Stocks to sell

Based on Qualcomm’s (NASDAQ:QCOM) recent price performance, it is clear that growing optimism is helping to counter more negative aspects to the QCOM stock story. The mobile chip maker’s possible generative artificial intelligence catalysts excites some investors.

As I discussed previously, Qualcomm’s management has been touting how it is well-positioned to benefit from a likely jump in demand for AI-capable smartphone and internet of things (or IoT) chips.

I’ll admit that Qualcomm’s recent AI-related news does sound promising. However, whether this news truly counters the negatives at play with the company right now is debatable.

Recent bleak outlook from another major semiconductor company, Taiwan Semiconductor (NYSE:TSM) suggests more trouble ahead for the sector.

If the company’s non-AI segments continue to face headwinds, and if another major concern worsens, the stock could easily cough back these gains, as quickly as it has accrued them in recent weeks.

QCOM Stock: Why the TSM News Matters

Qualcomm and Taiwan Semiconductor are both chip companies, yet they are not in the same segment of the chip space.

Whereas Taiwan Semiconductor is primarily a fabricator of chips for “fabless” electronics and chip companies, Qualcomm is a “fabless” chip maker itself, and in fact the company outsources some of its production to Taiwan Semiconductor.

Still, the aforementioned bad news for TSM suggests bad news ahead for QCOM stock. The global chip foundry’s worse-than-expected full year outlook points to continued soft demand. “Fabless” clients like Qualcomm should experience continued soft demand among its customer base.

Hence, just as Taiwan Semiconductor did in its earnings release and guidance, when Qualcomm does the same on Aug. 2, it too will disappoint.

But besides the possibility of Qualcomm delivering poor guidance (just like it did last quarter), there’s more reason why now is not the time to buy.

Investors May Want More AI Proof

Qualcomm could also provide promising updates about its nascent AI operations, in particular the aforementioned AI-related news behind the latest boost for QCOM stock.

That would be Qualcomm’s recently announced partnership with Meta Platforms (NASDAQ:META).

This partnership entails using Qualcomm’s chips to run Meta’s AI on smartphones and PCs. Yet even if Qualcomm has more to say about this potential breakthrough of a deal, I’m doubtful this will be enough to fully shake off the market’s “show me” stance for QCOM.

Investors may be reacting positively to Qualcomm’s initial signs of AI progress, but pretty soon, the fact this partnership will take time to produce actual financial results will finally sink in.

The company’s non-AI headwinds will become top of mind again, as it’ll be clear that AI alone will not counter them for a while.

Notice I said “headwinds,” not headwind.
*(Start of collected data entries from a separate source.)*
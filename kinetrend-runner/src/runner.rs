//! Universe runner: wires loading, estimation, signals and metrics per instrument.
//!
//! Two entry points:
//! - `run_instrument()`: pre-loaded series in, result out. No I/O.
//! - `run_universe()`: loads every configured instrument and runs them across rayon workers.

use std::time::Instant;

use chrono::NaiveDate;

use rayon::prelude::*;
use serde::{Deserialize, Serialize};
use thiserror::Error;

use kinetrend_core::domain::{KinematicState, PositionState, Signal, TrendLabel};
use kinetrend_core::kca::{EstimationError, KineticEstimator};
use kinetrend_core::signals::EngineError;
use kinetrend_core::spectral::{SelectionError, SpectralSelector, Termination, WhitenessTest};
use kinetrend_core::stats::correlation;

use crate::config::{ConfigError, RunConfig, RunId};
use crate::data_loader::{load_instrument, LoadError, LoadedSeries};
use crate::metrics::{PerformanceMetrics, PerformanceSeries};

/// Errors from the runner.
#[derive(Debug, Error)]
pub enum RunError {
    #[error("config error: {0}")]
    Config(#[from] ConfigError),

    #[error("data error: {0}")]
    Data(#[from] LoadError),

    #[error("estimation failed for '{symbol}': {source}")]
    Estimation {
        symbol: String,
        #[source]
        source: EstimationError,
    },

    #[error("signal engine failed for '{symbol}': {source}")]
    Engine {
        symbol: String,
        #[source]
        source: EngineError,
    },

    #[error("spectral selection failed for '{symbol}': {source}")]
    Spectral {
        symbol: String,
        #[source]
        source: SelectionError,
    },
}

/// Current schema version for persisted artifacts.
pub const SCHEMA_VERSION: u32 = 1;

fn default_schema_version() -> u32 {
    SCHEMA_VERSION
}

/// Estimator diagnostics worth keeping in a report.
#[derive(Debug, Clone, PartialEq, Serialize, Deserialize)]
pub struct FitSummary {
    pub iterations: usize,
    pub converged: bool,
    pub log_likelihood: f64,
    pub step: f64,
    /// Learned observation noise variance.
    pub observation_noise: f64,
}

/// Spectral benchmark against the kinetic position estimate.
#[derive(Debug, Clone, PartialEq, Serialize, Deserialize)]
pub struct SpectralComparison {
    pub components: usize,
    pub termination: Termination,
    pub whiteness: Option<WhitenessTest>,
    /// Pearson correlation of the spectral reconstruction with the KCA position.
    pub correlation_with_kca: f64,
    pub series: Vec<f64>,
}

/// Complete result for one instrument.
#[derive(Debug, Clone, Serialize, Deserialize)]
pub struct InstrumentResult {
    #[serde(default = "default_schema_version")]
    pub schema_version: u32,
    pub symbol: String,
    pub dataset_hash: String,
    pub synthetic: bool,
    pub start_date: Option<String>,
    pub end_date: Option<String>,
    /// Calendar date per observation (CSV sources only).
    pub dates: Option<Vec<NaiveDate>>,
    pub observations: usize,
    pub prices: Vec<f64>,
    pub fit: FitSummary,
    /// Smoothed states over the observed range.
    pub kinematics: Vec<KinematicState>,
    pub stdevs: Vec<KinematicState>,
    /// Predict-only states past the last observation.
    pub forecast: Vec<KinematicState>,
    pub trends: Vec<Option<TrendLabel>>,
    pub signals: Vec<Signal>,
    pub positions: Vec<PositionState>,
    pub exposure: Vec<f64>,
    pub performance: PerformanceSeries,
    pub metrics: PerformanceMetrics,
    pub spectral: Option<SpectralComparison>,
    /// Correlation of the KCA position with the noiseless source (periodic sources only).
    pub truth_correlation: Option<f64>,
}

/// Results for a whole configured universe.
#[derive(Debug, Clone, Serialize, Deserialize)]
pub struct RunReport {
    #[serde(default = "default_schema_version")]
    pub schema_version: u32,
    pub run_id: RunId,
    pub config: RunConfig,
    pub instruments: Vec<InstrumentResult>,
}

impl RunReport {
    pub fn get(&self, symbol: &str) -> Option<&InstrumentResult> {
        self.instruments.iter().find(|r| r.symbol == symbol)
    }
}

/// Run the full pipeline for one pre-loaded instrument.
///
/// fit → classify → signal engine → exposure → metrics, plus the optional spectral
/// comparison. Pure computation on the given series.
pub fn run_instrument(config: &RunConfig, loaded: &LoadedSeries) -> Result<InstrumentResult, RunError> {
    run_instrument_until(config, loaded, None)
}

/// As [`run_instrument`], with a wall-clock deadline passed to the estimator and selector.
pub fn run_instrument_until(
    config: &RunConfig,
    loaded: &LoadedSeries,
    deadline: Option<Instant>,
) -> Result<InstrumentResult, RunError> {
    let symbol = loaded.symbol.as_str();
    let prices = loaded.series.values();

    let mut estimator = KineticEstimator::new(config.estimator.clone());
    if let Some(d) = deadline {
        estimator = estimator.with_deadline(d);
    }
    let fit = estimator
        .fit(&loaded.series)
        .map_err(|source| RunError::Estimation {
            symbol: symbol.to_string(),
            source,
        })?;

    let classifier = config.signals.classifier();
    let trends = fit.trends(&classifier);
    let engine_err = |source| RunError::Engine {
        symbol: symbol.to_string(),
        source,
    };
    let engine = config.signals.engine()?;
    let track = engine.run(&trends).map_err(engine_err)?;
    track
        .validate()
        .map_err(|e| engine_err(EngineError::State(e)))?;

    let exposure = track.exposure();
    let performance = PerformanceSeries::compute(prices, &exposure, config.metrics.window);
    let metrics = PerformanceMetrics::compute(&performance, &exposure, track.trade_count());

    let kinematics = fit.observed().to_vec();
    let positions: Vec<f64> = kinematics.iter().map(|s| s.position).collect();

    let spectral = match &config.spectral {
        Some(spectral_config) => {
            let mut selector = SpectralSelector::new(spectral_config.clone());
            if let Some(d) = deadline {
                selector = selector.with_deadline(d);
            }
            let reconstruction = selector.select(prices).map_err(|source| RunError::Spectral {
                symbol: symbol.to_string(),
                source,
            })?;
            Some(SpectralComparison {
                components: reconstruction.admitted.len(),
                termination: reconstruction.termination,
                whiteness: reconstruction.whiteness,
                correlation_with_kca: correlation(&reconstruction.series, &positions),
                series: reconstruction.series,
            })
        }
        None => None,
    };

    let truth_correlation = loaded.truth.as_ref().map(|truth| correlation(&positions, truth));
    let observed = fit.diagnostics.observed;

    tracing::info!(
        symbol,
        observations = observed,
        em_iterations = fit.diagnostics.iterations,
        converged = fit.diagnostics.converged,
        trades = metrics.trade_count,
        total_pnl = metrics.total_pnl,
        "instrument complete"
    );

    Ok(InstrumentResult {
        schema_version: SCHEMA_VERSION,
        symbol: symbol.to_string(),
        dataset_hash: loaded.dataset_hash.clone(),
        synthetic: loaded.synthetic,
        start_date: loaded
            .dates
            .as_ref()
            .and_then(|d| d.first())
            .map(|d| d.to_string()),
        end_date: loaded
            .dates
            .as_ref()
            .and_then(|d| d.last())
            .map(|d| d.to_string()),
        dates: loaded.dates.clone(),
        observations: observed,
        prices: prices.to_vec(),
        fit: FitSummary {
            iterations: fit.diagnostics.iterations,
            converged: fit.diagnostics.converged,
            log_likelihood: fit.diagnostics.log_likelihood,
            step: fit.diagnostics.step,
            observation_noise: fit.diagnostics.model.observation_variance,
        },
        stdevs: fit.stdevs[..observed].to_vec(),
        forecast: fit.forecast().to_vec(),
        kinematics,
        trends,
        signals: track.signals(),
        positions: track.positions(),
        exposure,
        performance,
        metrics,
        spectral,
        truth_correlation,
    })
}

/// Load and run every configured instrument in parallel.
///
/// Results keep the config's instrument order. The first failure aborts the run.
pub fn run_universe(config: &RunConfig) -> Result<RunReport, RunError> {
    config.validate()?;
    let run_id = config.run_id()?;
    tracing::info!(
        run = %config.name,
        run_id = %&run_id[..12],
        instruments = config.instruments.len(),
        "starting universe run"
    );

    let instruments = config
        .instruments
        .par_iter()
        .map(|spec| {
            let loaded = load_instrument(spec)?;
            run_instrument(config, &loaded)
        })
        .collect::<Result<Vec<_>, RunError>>()?;

    Ok(RunReport {
        schema_version: SCHEMA_VERSION,
        run_id,
        config: config.clone(),
        instruments,
    })
}

#[cfg(test)]
mod tests {
    use super::*;
    use crate::config::{InstrumentSpec, SourceSpec};
    use kinetrend_core::kca::KineticConfig;

    fn periodic_config() -> RunConfig {
        RunConfig::from_toml(
            r#"
name = "unit"

[estimator]
noise_seed = 0.001

[estimator.em]
max_iterations = 20

[signals]
lookback = 5

[spectral]
min_alpha = 0.05

[metrics]
window = 20

[[instruments]]
symbol = "SINE"
source = { type = "periodic", periods = 10, nobs = 300, scale = 0.5, seed = 0 }
"#,
        )
        .unwrap()
    }

    #[test]
    fn instrument_result_is_aligned() {
        let config = periodic_config();
        let loaded = load_instrument(&config.instruments[0]).unwrap();
        let result = run_instrument(&config, &loaded).unwrap();

        assert_eq!(result.observations, 300);
        assert_eq!(result.kinematics.len(), 300);
        assert_eq!(result.stdevs.len(), 300);
        assert!(result.forecast.is_empty());
        assert_eq!(result.trends.len(), 300);
        assert_eq!(result.signals.len(), 300);
        assert_eq!(result.positions.len(), 300);
        assert_eq!(result.exposure.len(), 300);
        assert_eq!(result.performance.len(), 300);
        assert!(result.synthetic);
        assert!(result.start_date.is_none());
    }

    #[test]
    fn periodic_position_tracks_truth() {
        let config = periodic_config();
        let loaded = load_instrument(&config.instruments[0]).unwrap();
        let result = run_instrument(&config, &loaded).unwrap();
        let corr = result.truth_correlation.unwrap();
        assert!(corr > 0.9, "KCA vs truth correlation {corr}");
        let spectral = result.spectral.unwrap();
        assert!(spectral.correlation_with_kca > 0.8, "{}", spectral.correlation_with_kca);
    }

    #[test]
    fn spectral_skipped_when_unconfigured() {
        let mut config = periodic_config();
        config.spectral = None;
        let loaded = load_instrument(&config.instruments[0]).unwrap();
        assert!(run_instrument(&config, &loaded).unwrap().spectral.is_none());
    }

    #[test]
    fn forecast_states_are_reported() {
        let mut config = periodic_config();
        config.estimator = KineticConfig::new(0.001).with_forecast(3);
        let loaded = load_instrument(&config.instruments[0]).unwrap();
        let result = run_instrument(&config, &loaded).unwrap();
        assert_eq!(result.forecast.len(), 3);
        assert_eq!(result.kinematics.len(), 300);
    }

    #[test]
    fn too_short_series_is_estimation_error() {
        let mut config = periodic_config();
        config.instruments[0].source = SourceSpec::Periodic {
            periods: 1,
            nobs: 3,
            scale: 0.1,
            seed: 0,
        };
        let loaded = load_instrument(&config.instruments[0]).unwrap();
        let err = run_instrument(&config, &loaded).unwrap_err();
        assert!(matches!(err, RunError::Estimation { .. }), "{err}");
    }

    #[test]
    fn universe_keeps_instrument_order() {
        let mut config = periodic_config();
        config.spectral = None;
        config.instruments.push(InstrumentSpec {
            symbol: "WALK".into(),
            source: SourceSpec::RandomWalk {
                n: 200,
                start: 100.0,
                drift: 0.0005,
                vol: 0.01,
                seed: 3,
            },
        });
        let report = run_universe(&config).unwrap();
        let symbols: Vec<&str> = report.instruments.iter().map(|r| r.symbol.as_str()).collect();
        assert_eq!(symbols, ["SINE", "WALK"]);
        assert_eq!(report.run_id, config.run_id().unwrap());
        assert!(report.get("WALK").is_some());
        assert!(report.get("NOPE").is_none());
    }

    #[test]
    fn missing_csv_fails_universe() {
        let mut config = periodic_config();
        config.instruments.push(InstrumentSpec {
            symbol: "GONE".into(),
            source: SourceSpec::Csv {
                path: "/no/such/file.csv".into(),
                column: None,
            },
        });
        assert!(matches!(run_universe(&config), Err(RunError::Data(_))));
    }
}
Qualcomm is dealing with other issues besides the current slump in mobile chip demand: namely, the rising tensions between the U.S. and China. As I’ve pointed out before, this could pose a major problem for the company.

Qualcomm is Likely to Reverse Course

AI has been a game changer for the tech sector, but it may not necessarily be a complete game-changer for Qualcomm. For QCOM to sustain its latest rally, there needs to be a change in the overall “story.”

More signs need to emerge that smartphone demand is normalizing, especially in China. This will point to a rebound for Qualcomm’s core business. The tension between the U.S. and China also needs to cool down.

Even if this is only a slight detente, it will still help assuage the market’s China-related worries about the company.

If both play out, coupled with more AI progress, Qualcomm could begin making a strong comeback.

Until then, however, as non-AI headwinds persist, shares could soon fall back onto a downward trajectory. With this, there is no need to hastily move into a QCOM stock position.

QCOM stock earns a D rating in Portfolio Grader.

On the date of publication, Louis Navellier had a long position in META. Louis Navellier did not have (either directly or indirectly) any other positions in the securities mentioned in this article.

The InvestorPlace Research Staff member primarily responsible for this article did not hold (either directly or indirectly) any positions in the securities mentioned in this article.